Este é um espectáculo onde impera um eterno combate, não um combate qualquer, um combate poético, interno, pelas palavras de Craveirinha que ressoam nos corpos em abraços, “não se pode subestimar o poder da fraternidade”. Todo este palco é confidência, muito própria, o homem, o poeta e o actor, nostálgicos, revivendo a definitiva matéria desta África. As palavras são doces flores que se entregam a cada instante num espaço escuro que numa lumiosa viagem semeiam a eloquente procura de uma Evocação aos Deuses… lágrimas? Um sussurro permanente de uma dor, uma saudade, uma luta que não cessa, que se impõe a nós numa constante vibração das vozes e corpos de três actores que se entregam sem resignação transpondo as fronteiras da garganta, das espectativas, de si próprios. Neste processo fomos pássaros incorruptos, criámos o nosso próprio ritual e cada manhã nova é ainda uma descoberta constante nesta nossa “Karinagana ua Karingana”, este “Era Uma Vez” que desejamos que cada um a sinta à sua própria maneira de viver. O teatro dentro do teatro, o teatro que é vida, mas que não deixa nunca de ser o jogo, um espectáculo que não pretende ser mais do que aquilo que é. Craveirinha queria ser Tambor… e nós também.


Daniela Pêgo, Encenadora



"Colar de missangas no pescoço, o tempo todo"

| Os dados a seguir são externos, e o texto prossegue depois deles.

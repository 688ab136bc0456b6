//! UDP multicast reception of song datagrams.

use std::net::{Ipv4Addr, SocketAddr, SocketAddrV4};

use anyhow::{Context, Result};
use socket2::{Domain, Protocol, Socket, Type};
use tokio::net::UdpSocket;
use tracing::info;
use wss_common::MAX_DATAGRAM_SIZE;

/// Receive buffer size. Anything longer than a full datagram is truncated
/// and then rejected by the codec.
const RECV_BUFFER_SIZE: usize = MAX_DATAGRAM_SIZE + 64;

/// Multicast group member receiving raw datagrams.
pub struct MulticastReceiver {
    // ---
    socket: UdpSocket,
    buf: Vec<u8>,
    packets_received: u64,
    bytes_received: u64,
}

impl MulticastReceiver {
    // ---
    /// Joins `group` on all interfaces.
    ///
    /// The port is bound with address reuse so several clients on one host
    /// can listen to the same stream.
    ///
    /// # Errors
    ///
    /// Returns error if the socket cannot be bound or the group joined.
    pub fn join(group: SocketAddrV4) -> Result<Self> {
        // ---
        let socket = Socket::new(Domain::IPV4, Type::DGRAM, Some(Protocol::UDP))
            .context("failed to create multicast socket")?;
        socket
            .set_reuse_address(true)
            .context("failed to set SO_REUSEADDR")?;
        #[cfg(unix)]
        socket
            .set_reuse_port(true)
            .context("failed to set SO_REUSEPORT")?;

        let bind = SocketAddrV4::new(Ipv4Addr::UNSPECIFIED, group.port());
        socket
            .bind(&bind.into())
            .with_context(|| format!("failed to bind {}", bind))?;
        socket
            .join_multicast_v4(group.ip(), &Ipv4Addr::UNSPECIFIED)
            .with_context(|| format!("failed to join multicast group {}", group.ip()))?;
        socket.set_nonblocking(true)?;

        let socket = UdpSocket::from_std(socket.into())?;
        info!("Joined multicast group {}", group);

        Ok(Self::from_socket(socket))
    }

    /// Receives on an already-bound socket.
    pub fn from_socket(socket: UdpSocket) -> Self {
        // ---
        Self {
            socket,
            buf: vec![0u8; RECV_BUFFER_SIZE],
            packets_received: 0,
            bytes_received: 0,
        }
    }

    pub fn local_addr(&self) -> Result<SocketAddr> {
        Ok(self.socket.local_addr()?)
    }

    /// Waits for the next datagram and returns its bytes.
    ///
    /// Cancel safe: dropping the future loses no datagram.
    ///
    /// # Errors
    ///
    /// Returns error if the socket receive fails.
    pub async fn recv(&mut self) -> Result<&[u8]> {
        // ---
        let len = self
            .socket
            .recv(&mut self.buf)
            .await
            .context("failed to receive datagram")?;

        self.packets_received += 1;
        self.bytes_received += len as u64;
        Ok(&self.buf[..len])
    }

    /// Returns `(packets_received, bytes_received)`.
    pub fn stats(&self) -> (u64, u64) {
        (self.packets_received, self.bytes_received)
    }
}

#[cfg(test)]
mod tests {
    // ---
    use super::*;

    #[tokio::test]
    async fn test_receives_raw_bytes() {
        // ---
        let socket = UdpSocket::bind("127.0.0.1:0").await.expect("bind");
        let mut receiver = MulticastReceiver::from_socket(socket);
        let addr = receiver.local_addr().expect("addr");

        let sender = UdpSocket::bind("127.0.0.1:0").await.expect("bind");
        sender.send_to(b"payload", addr).await.expect("send");

        let data = receiver.recv().await.expect("recv").to_vec();
        assert_eq!(data, b"payload");
        assert_eq!(receiver.stats(), (1, 7));
    }
}
//! The server's authoritative copies of recently streamed songs.
//!
//! A client may still be recovering song N after the playlist has moved on
//! to song N+1, so the last few songs stay available. Each recovery
//! connection binds to the song its client acknowledged and is served from
//! that song only.

use std::collections::VecDeque;
use std::sync::Arc;

use parking_lot::RwLock;
use wss_common::{Datagram, ReassemblyBuffer};

/// Songs kept for recovery, newest included.
pub const SONG_HISTORY: usize = 4;

/// One streamed song and the id it was installed under.
#[derive(Debug)]
pub struct Song {
    // ---
    pub id: u64,
    pub buffer: ReassemblyBuffer,
}

impl Song {
    pub fn expected_count(&self) -> u32 {
        self.buffer.expected_count()
    }

    pub fn get(&self, sequence: u32) -> Option<&Datagram> {
        self.buffer.get(sequence)
    }
}

#[derive(Debug, Default)]
struct History {
    next_id: u64,
    songs: VecDeque<Arc<Song>>,
}

/// Shared handle to the recently streamed songs.
///
/// The streamer installs a new song when it starts one; recovery readers
/// hold an `Arc` to the song they serve, so a later install never disturbs
/// a reply in progress.
#[derive(Clone, Default)]
pub struct CurrentSong {
    // ---
    inner: Arc<RwLock<History>>,
}

impl CurrentSong {
    // ---
    pub fn new() -> Self {
        Self::default()
    }

    /// Installs `buffer` as the newest song and returns it.
    ///
    /// The oldest song is dropped once more than [`SONG_HISTORY`] are held.
    pub fn replace(&self, buffer: ReassemblyBuffer) -> Arc<Song> {
        // ---
        let mut history = self.inner.write();
        history.next_id += 1;

        let song = Arc::new(Song {
            id: history.next_id,
            buffer,
        });
        history.songs.push_back(Arc::clone(&song));
        while history.songs.len() > SONG_HISTORY {
            history.songs.pop_front();
        }
        song
    }

    /// The newest song, if any.
    pub fn snapshot(&self) -> Option<Arc<Song>> {
        self.inner.read().songs.back().cloned()
    }

    /// The newest held song of `expected_count` datagrams.
    ///
    /// This is what a client's `<ack>stream</ack>N` refers to: it acks
    /// right after the init, before the server can have moved on to
    /// another song of the same length.
    pub fn newest_with_count(&self, expected_count: u32) -> Option<Arc<Song>> {
        // ---
        self.inner
            .read()
            .songs
            .iter()
            .rev()
            .find(|s| s.expected_count() == expected_count)
            .cloned()
    }
}
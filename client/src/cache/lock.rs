//! Writes guarded by an exclusive advisory file lock.
//!
//! Every write follows open, lock, write, unlock, close. The lock guard
//! releases on every exit path, including a failed write.

use std::fs::{File, OpenOptions};
use std::io::Write;
use std::path::Path;

use fs2::FileExt;

use super::CacheError;

#[derive(Debug, Clone, Copy, PartialEq, Eq)]
pub(crate) enum WriteMode {
    /// Truncate after the lock is held, then write
    Replace,

    /// Write at the end of the file
    Append,
}

struct FileLock<'a> {
    file: &'a File,
}

impl<'a> FileLock<'a> {
    // ---
    fn try_acquire(file: &'a File, path: &Path) -> Result<Self, CacheError> {
        // ---
        match FileExt::try_lock_exclusive(file) {
            Ok(()) => Ok(Self { file }),
            Err(e) if e.kind() == fs2::lock_contended_error().kind() => {
                Err(CacheError::Contended(path.to_path_buf()))
            }
            Err(e) => Err(CacheError::io(path, e)),
        }
    }
}

impl Drop for FileLock<'_> {
    fn drop(&mut self) {
        let _ = FileExt::unlock(self.file);
    }
}

/// Writes `bytes` to `path` under an exclusive lock.
///
/// # Errors
///
/// Returns [`CacheError::Contended`] if another writer holds the lock, or
/// [`CacheError::Io`] if the file cannot be opened or written.
pub(crate) fn write_locked(path: &Path, bytes: &[u8], mode: WriteMode) -> Result<(), CacheError> {
    // ---
    let file = OpenOptions::new()
        .create(true)
        .write(true)
        .append(mode == WriteMode::Append)
        .open(path)
        .map_err(|e| CacheError::io(path, e))?;

    let _lock = FileLock::try_acquire(&file, path)?;

    if mode == WriteMode::Replace {
        file.set_len(0).map_err(|e| CacheError::io(path, e))?;
    }

    (&file)
        .write_all(bytes)
        .and_then(|()| (&file).flush())
        .map_err(|e| CacheError::io(path, e))
}
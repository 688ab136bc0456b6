//! UDP multicast transmission of song datagrams.
//!
//! Wraps a tokio UDP socket configured through `socket2` for link-local
//! multicast (TTL 1, loopback enabled so a client on the same host hears
//! the stream).

use std::net::{Ipv4Addr, SocketAddr, SocketAddrV4};

use anyhow::{Context, Result};
use socket2::{Domain, Protocol, Socket, Type};
use tokio::net::UdpSocket;
use tracing::{debug, error, warn};
use wss_common::{ControlMessage, Datagram};

/// Sender for audio datagrams and control frames.
///
/// Network errors on individual sends are logged and do not stop the
/// stream; datagrams lost this way are recovered like any other loss.
pub struct MulticastSender {
    // ---
    socket: UdpSocket,
    dest: SocketAddr,
    packets_sent: u64,
    bytes_sent: u64,
}

impl MulticastSender {
    // ---
    /// Creates a sender for the multicast group `group`.
    ///
    /// # Errors
    ///
    /// Returns error if the socket cannot be created or configured.
    pub fn new(group: SocketAddrV4) -> Result<Self> {
        // ---
        let socket = Socket::new(Domain::IPV4, Type::DGRAM, Some(Protocol::UDP))
            .context("failed to create multicast socket")?;
        socket
            .set_multicast_ttl_v4(1)
            .context("failed to set multicast TTL")?;
        socket
            .set_multicast_loop_v4(true)
            .context("failed to enable multicast loopback")?;

        let bind = SocketAddrV4::new(Ipv4Addr::UNSPECIFIED, 0);
        socket
            .bind(&bind.into())
            .context("failed to bind multicast socket")?;
        socket.set_nonblocking(true)?;

        let socket = UdpSocket::from_std(socket.into())?;
        debug!("Multicast socket bound to {}", socket.local_addr()?);

        Ok(Self::from_socket(socket, SocketAddr::V4(group)))
    }

    /// Creates a sender on an already-bound socket, sending to `dest`.
    ///
    /// Lets tests stream over plain loopback unicast.
    pub fn from_socket(socket: UdpSocket, dest: SocketAddr) -> Self {
        // ---
        Self {
            socket,
            dest,
            packets_sent: 0,
            bytes_sent: 0,
        }
    }

    pub fn destination(&self) -> SocketAddr {
        self.dest
    }

    /// Encodes and sends one datagram.
    ///
    /// # Errors
    ///
    /// Returns error only if the datagram cannot be encoded.
    pub async fn send_datagram(&mut self, datagram: &Datagram) -> Result<()> {
        // ---
        let data = datagram
            .encode()
            .with_context(|| format!("failed to encode datagram {}", datagram.sequence))?;

        self.send_raw(&data, datagram.sequence).await;
        Ok(())
    }

    /// Sends a fixed-size control frame.
    ///
    /// # Errors
    ///
    /// Returns error if the control token does not fit a frame.
    pub async fn send_control(&mut self, message: &ControlMessage) -> Result<()> {
        // ---
        let frame = message
            .encode_frame()
            .with_context(|| format!("failed to frame control message {message}"))?;

        debug!("Sending control {}", message);
        self.send_raw(&frame, 0).await;
        Ok(())
    }

    async fn send_raw(&mut self, data: &[u8], sequence: u32) {
        // ---
        match self.socket.send_to(data, self.dest).await {
            Ok(bytes) => {
                self.packets_sent += 1;
                self.bytes_sent += bytes as u64;

                if self.packets_sent % 100 == 0 {
                    debug!(
                        "Sent {} packets ({} bytes) - seq={}",
                        self.packets_sent, self.bytes_sent, sequence
                    );
                }
            }
            Err(e) => {
                error!("Failed to send packet seq={} to {}: {}", sequence, self.dest, e);
                warn!("Continuing despite network error");
            }
        }
    }

    /// Returns (packets_sent, bytes_sent).
    pub fn stats(&self) -> (u64, u64) {
        (self.packets_sent, self.bytes_sent)
    }
}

Os clássicos são para se comer e regurgitar depois. A obra do José Craveirinha, estanto inserida nessa categoria, precisa ser mastigada com responsabilidade e à margem de qualquer pudor, que a mais não serve senão para relegar tudo o que se diz canónico à condição de intocável. 

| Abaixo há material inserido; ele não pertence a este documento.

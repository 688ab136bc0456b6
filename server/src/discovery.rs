//! Server side of discovery: presence beacons, acknowledgement listener,
//! and peer expiry.
//!
//! Two loops run on their own tasks. The beacon loop broadcasts
//! `WSSServer` every tick and runs the expiry sweep on the same tick. The
//! acknowledgement loop waits for `WSSClient` tokens and upserts peers.

use std::net::{IpAddr, SocketAddr};
use std::sync::Arc;
use std::time::{Duration, Instant};

use anyhow::{Context, Result};
use tokio::net::UdpSocket;
use tracing::{debug, info, warn};
use wss_common::{
    wait_or_stop, Config, DiscoveryToken, EventBus, MetricsContext, StopSignal, Wake, Worker,
    SERVER_BEACON,
};

use crate::registry::{Peer, PeerRegistry, Upsert};

/// Notifications fired by the discovery server.
#[derive(Debug, Clone, PartialEq, Eq)]
pub enum DiscoveryEvent {
    PeerJoined(Peer),
    PeerExpired(Peer),
}

/// Timing of the discovery loops.
#[derive(Debug, Clone, Copy)]
pub struct DiscoverySettings {
    // ---
    /// Beacon and sweep period
    pub tick: Duration,

    /// Silence after which a peer is removed
    pub peer_timeout: Duration,

    /// Bounded wait of the acknowledgement receive
    pub read_timeout: Duration,

    /// Bounded join when stopping
    pub stop_timeout: Duration,
}

impl DiscoverySettings {
    pub fn from_config(config: &Config) -> Self {
        // ---
        Self {
            tick: config.beacon_interval(),
            peer_timeout: config.peer_timeout(),
            read_timeout: config.read_timeout(),
            stop_timeout: config.stop_timeout(),
        }
    }
}

/// Applies acknowledgements and expiry to the registry and fires events.
#[derive(Clone)]
pub struct PeerTracker {
    // ---
    registry: Arc<PeerRegistry>,
    events: Arc<EventBus<DiscoveryEvent>>,
    metrics: Option<MetricsContext>,
    peer_timeout: Duration,
}

impl PeerTracker {
    // ---
    pub fn new(
        registry: Arc<PeerRegistry>,
        events: Arc<EventBus<DiscoveryEvent>>,
        metrics: Option<MetricsContext>,
        peer_timeout: Duration,
    ) -> Self {
        // ---
        Self {
            registry,
            events,
            metrics,
            peer_timeout,
        }
    }

    /// Records an acknowledgement from `address` received at `now`.
    pub fn on_ack(&self, address: IpAddr, now: Instant) {
        // ---
        if self.registry.upsert(address, now) == Upsert::Inserted {
            info!("Peer joined: {}", address);
            if let Some(peer) = self.registry.get(address) {
                self.events.publish(&DiscoveryEvent::PeerJoined(peer));
            }
        }
        self.update_gauge();
    }

    /// Removes silent peers and fires one expiry event per removed peer.
    pub fn sweep(&self, now: Instant) -> usize {
        // ---
        let expired = self.registry.expire(now, self.peer_timeout);
        for peer in &expired {
            info!("Peer expired: {} ({})", peer.display_name, peer.address);
            self.events.publish(&DiscoveryEvent::PeerExpired(peer.clone()));
        }
        self.update_gauge();
        expired.len()
    }

    fn update_gauge(&self) {
        // ---
        if let Some(m) = &self.metrics {
            m.peers_active.set(self.registry.len() as i64);
        }
    }
}

/// Running discovery server.
pub struct DiscoveryServer {
    // ---
    registry: Arc<PeerRegistry>,
    ack_addr: SocketAddr,
    beacon: Worker,
    ack: Worker,
    stop_timeout: Duration,
}

impl DiscoveryServer {
    // ---
    /// Binds the well-known sockets and starts both loops.
    ///
    /// # Errors
    ///
    /// Returns error if the acknowledgement port cannot be bound or the
    /// beacon socket cannot enable broadcast. Bind failures are not retried.
    pub async fn start(
        config: &Config,
        registry: Arc<PeerRegistry>,
        events: Arc<EventBus<DiscoveryEvent>>,
        metrics: Option<MetricsContext>,
    ) -> Result<Self> {
        // ---
        let ack_socket = UdpSocket::bind(("0.0.0.0", config.ack_port))
            .await
            .with_context(|| format!("failed to bind ack port {}", config.ack_port))?;

        let beacon_socket = UdpSocket::bind("0.0.0.0:0")
            .await
            .context("failed to bind beacon socket")?;
        beacon_socket
            .set_broadcast(true)
            .context("failed to enable broadcast on beacon socket")?;

        let beacon_dest = SocketAddr::new(IpAddr::V4(config.broadcast_addr), config.discovery_port);

        Self::with_sockets(
            beacon_socket,
            beacon_dest,
            ack_socket,
            DiscoverySettings::from_config(config),
            registry,
            events,
            metrics,
        )
    }

    /// Starts both loops on already-bound sockets.
    pub fn with_sockets(
        beacon_socket: UdpSocket,
        beacon_dest: SocketAddr,
        ack_socket: UdpSocket,
        settings: DiscoverySettings,
        registry: Arc<PeerRegistry>,
        events: Arc<EventBus<DiscoveryEvent>>,
        metrics: Option<MetricsContext>,
    ) -> Result<Self> {
        // ---
        let ack_addr = ack_socket.local_addr()?;
        info!(
            "Discovery server: beacon -> {}, acks on {}",
            beacon_dest, ack_addr
        );

        let tracker = PeerTracker::new(
            Arc::clone(&registry),
            events,
            metrics,
            settings.peer_timeout,
        );

        let signal = StopSignal::new();

        let beacon = Worker::spawn(
            "discovery-beacon",
            signal.clone(),
            beacon_loop(
                beacon_socket,
                beacon_dest,
                settings.tick,
                tracker.clone(),
                signal.clone(),
            ),
        );

        let ack = Worker::spawn(
            "discovery-ack",
            signal.clone(),
            ack_loop(ack_socket, settings.read_timeout, tracker, signal),
        );

        Ok(Self {
            registry,
            ack_addr,
            beacon,
            ack,
            stop_timeout: settings.stop_timeout,
        })
    }

    pub fn registry(&self) -> &Arc<PeerRegistry> {
        &self.registry
    }

    /// Address the acknowledgement loop is bound to.
    pub fn ack_addr(&self) -> SocketAddr {
        self.ack_addr
    }

    /// Stops both loops, waiting a bounded time for each.
    pub async fn stop(self) {
        // ---
        let Self {
            beacon,
            ack,
            stop_timeout,
            ..
        } = self;

        beacon.stop(stop_timeout).await;
        ack.stop(stop_timeout).await;
        info!("Discovery server stopped");
    }
}

async fn beacon_loop(
    socket: UdpSocket,
    dest: SocketAddr,
    tick: Duration,
    tracker: PeerTracker,
    signal: StopSignal,
) {
    // ---
    let mut ticker = tokio::time::interval(tick);
    ticker.set_missed_tick_behavior(tokio::time::MissedTickBehavior::Delay);

    while signal.is_running() {
        match wait_or_stop(&signal, tick * 2, ticker.tick()).await {
            Wake::Stopped => break,
            Wake::TimedOut => continue,
            Wake::Ready(_) => {}
        }

        if let Err(e) = socket.send_to(SERVER_BEACON, dest).await {
            warn!("Failed to send beacon to {}: {}", dest, e);
        }

        tracker.sweep(Instant::now());
    }

    debug!("Beacon loop exiting");
}

async fn ack_loop(
    socket: UdpSocket,
    read_timeout: Duration,
    tracker: PeerTracker,
    signal: StopSignal,
) {
    // ---
    let mut buf = [0u8; 256];

    while signal.is_running() {
        let (len, from) = match wait_or_stop(&signal, read_timeout, socket.recv_from(&mut buf)).await
        {
            Wake::Stopped => break,
            Wake::TimedOut => continue,
            Wake::Ready(Ok(received)) => received,
            Wake::Ready(Err(e)) => {
                warn!("Ack receive failed: {}", e);
                continue;
            }
        };

        match DiscoveryToken::parse(&buf[..len]) {
            Some(DiscoveryToken::ClientAck) => tracker.on_ack(from.ip(), Instant::now()),
            _ => warn!(
                "Ignoring unrecognized discovery payload from {}: {:?}",
                from,
                String::from_utf8_lossy(&buf[..len])
            ),
        }
    }

    debug!("Ack loop exiting");
}

#[cfg(test)]
mod tests {
    // ---
    use super::*;
    use parking_lot::Mutex;
    use std::net::Ipv4Addr;
    use wss_common::CLIENT_ACK;

    fn collect_events(bus: &EventBus<DiscoveryEvent>) -> Arc<Mutex<Vec<DiscoveryEvent>>> {
        // ---
        let seen = Arc::new(Mutex::new(Vec::new()));
        let sink = Arc::clone(&seen);
        bus.subscribe(move |e: &DiscoveryEvent| sink.lock().push(e.clone()));
        seen
    }

    #[test]
    fn test_tracker_fires_each_event_once() {
        // ---
        let registry = Arc::new(PeerRegistry::new());
        let bus = Arc::new(EventBus::new());
        let seen = collect_events(&bus);
        let tracker = PeerTracker::new(
            Arc::clone(&registry),
            Arc::clone(&bus),
            None,
            Duration::from_secs(4),
        );

        let peer = IpAddr::V4(Ipv4Addr::new(10, 0, 0, 5));
        let t0 = Instant::now();
        tracker.on_ack(peer, t0);
        tracker.on_ack(peer, t0 + Duration::from_secs(1));

        assert_eq!(tracker.sweep(t0 + Duration::from_secs(4)), 0);
        assert_eq!(tracker.sweep(t0 + Duration::from_secs(6)), 1);
        assert_eq!(tracker.sweep(t0 + Duration::from_secs(8)), 0);

        let events = seen.lock();
        assert_eq!(events.len(), 2);
        assert!(matches!(&events[0], DiscoveryEvent::PeerJoined(p) if p.address == peer));
        assert!(matches!(&events[1], DiscoveryEvent::PeerExpired(p) if p.address == peer));
    }

    #[tokio::test]
    async fn test_beacons_and_acks_over_loopback() {
        // ---
        let listener = UdpSocket::bind("127.0.0.1:0").await.expect("bind listener");
        let beacon_socket = UdpSocket::bind("127.0.0.1:0").await.expect("bind beacon");
        let ack_socket = UdpSocket::bind("127.0.0.1:0").await.expect("bind ack");

        let settings = DiscoverySettings {
            tick: Duration::from_millis(50),
            peer_timeout: Duration::from_millis(300),
            read_timeout: Duration::from_millis(50),
            stop_timeout: Duration::from_millis(500),
        };

        let registry = Arc::new(PeerRegistry::new());
        let bus = Arc::new(EventBus::new());
        let seen = collect_events(&bus);

        let server = DiscoveryServer::with_sockets(
            beacon_socket,
            listener.local_addr().expect("addr"),
            ack_socket,
            settings,
            Arc::clone(&registry),
            Arc::clone(&bus),
            None,
        )
        .expect("start");

        // A beacon arrives
        let mut buf = [0u8; 64];
        let (n, _) = tokio::time::timeout(Duration::from_secs(2), listener.recv_from(&mut buf))
            .await
            .expect("beacon timeout")
            .expect("recv");
        assert_eq!(&buf[..n], SERVER_BEACON);

        // Garbage is ignored, the ack registers the peer
        listener.send_to(b"hello", server.ack_addr()).await.expect("send");
        listener.send_to(CLIENT_ACK, server.ack_addr()).await.expect("send");
        tokio::time::sleep(Duration::from_millis(100)).await;
        assert_eq!(registry.len(), 1);

        // Silence past the timeout expires it
        tokio::time::sleep(Duration::from_millis(600)).await;
        assert!(registry.is_empty());

        server.stop().await;

        let events = seen.lock();
        assert_eq!(events.len(), 2);
        assert!(matches!(events[1], DiscoveryEvent::PeerExpired(_)));
    }
}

É imperativo dessacralizar o sagrado e libertá-lo do entorpecimento do pó, tomar de assalto a colónia de ácaros que por tendência se apodera dos seus escaparates. 

O sagrado, se for divino, é, por consequência, humano. Se for humano, então a todos pertence por igual, independentemente da geografia procedente. Craveirinha é, portanto, para se comer e não para se imortalizar na rigidez da pedra monumental, sujeito à erosão elementar. Um poeta não tem epitáfio. O epitáfio é o próprio poema, a carne mítica da obra.

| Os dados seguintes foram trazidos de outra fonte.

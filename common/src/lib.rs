//! Shared building blocks for the LAN multicast streamer.
//!
//! The wire codec, splitter and reassembly buffer are used by both ends of
//! a transfer; the control and discovery tokens define the protocol; the
//! rest is ambient plumbing (config, events, tracing, metrics, CLI policy).

pub mod cli;
pub mod config;
pub mod control;
pub mod datagram;
pub mod discovery;
pub mod events;
pub mod media;
pub mod observability;
pub mod reassembly;
pub mod splitter;
pub mod worker;

pub use cli::ColorWhen;
pub use config::Config;
pub use control::{ControlError, ControlMessage, CONTROL_FRAME_SIZE};
pub use datagram::{Datagram, WireError, HEADER_SIZE, MAX_DATAGRAM_SIZE, MAX_PAYLOAD};
pub use discovery::{DiscoveryToken, CLIENT_ACK, SERVER_BEACON};
pub use events::{EventBus, Subscription};
pub use media::{Id3v1Metadata, MetadataReader, PlaybackSink, TrackMetadata};
pub use observability::{init_tracing, MetricsContext, MetricsServerConfig};
pub use reassembly::{ReassemblyBuffer, ReassemblyError};
pub use splitter::split;
pub use worker::{wait_or_stop, StopSignal, Wake, Worker};
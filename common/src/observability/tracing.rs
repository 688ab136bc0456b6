//! Tracing initialization.
//!
//! Both the server and the client binaries go through here so log output
//! looks the same on every node.

use crate::ColorWhen;
use anyhow::{anyhow, Result};
use tracing_subscriber::{fmt, EnvFilter};

/// Initialize the global tracing subscriber.
///
/// - Respects `RUST_LOG` via `EnvFilter` (default `info`).
/// - ANSI color controlled by `ColorWhen`.
/// - Thread names are included since every network loop runs on its own task.
///
/// # Errors
///
/// Returns error if a global subscriber is already installed.
pub fn init_tracing(color: ColorWhen) -> Result<()> {
    // ---
    let env_filter = EnvFilter::try_from_default_env().unwrap_or_else(|_| EnvFilter::new("info"));

    fmt()
        .with_env_filter(env_filter)
        .with_ansi(color.should_color_stderr())
        .with_writer(std::io::stderr)
        .with_thread_names(true)
        .try_init()
        .map_err(|e| anyhow!("failed to install tracing subscriber: {e}"))?;

    Ok(())
}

O texto Sussurros de Sombra não se insere na lógica de um teatro documental, nem sequer biográfico, na aceção mais imediata da forma. É uma peregrinação livre e enxuta pelo verbo do poeta que, a partir do seu contexto, esculpiu a metáfora-mundo. 

Dramaturgicamente, a procura foi no sentido de habitar esse claro-escuro da obra, de modo a que se projetasse em palco a sombra idílica do poeta, a sua emanação vocal, aquilo que ressoa através do corpo dos intérpretes. 

Maria, sua graça de vida, foi o fio que entreteceu o colar de missangas, que conta os ecos da prisão e a luta incessante pela autodeterminação do seu povo. 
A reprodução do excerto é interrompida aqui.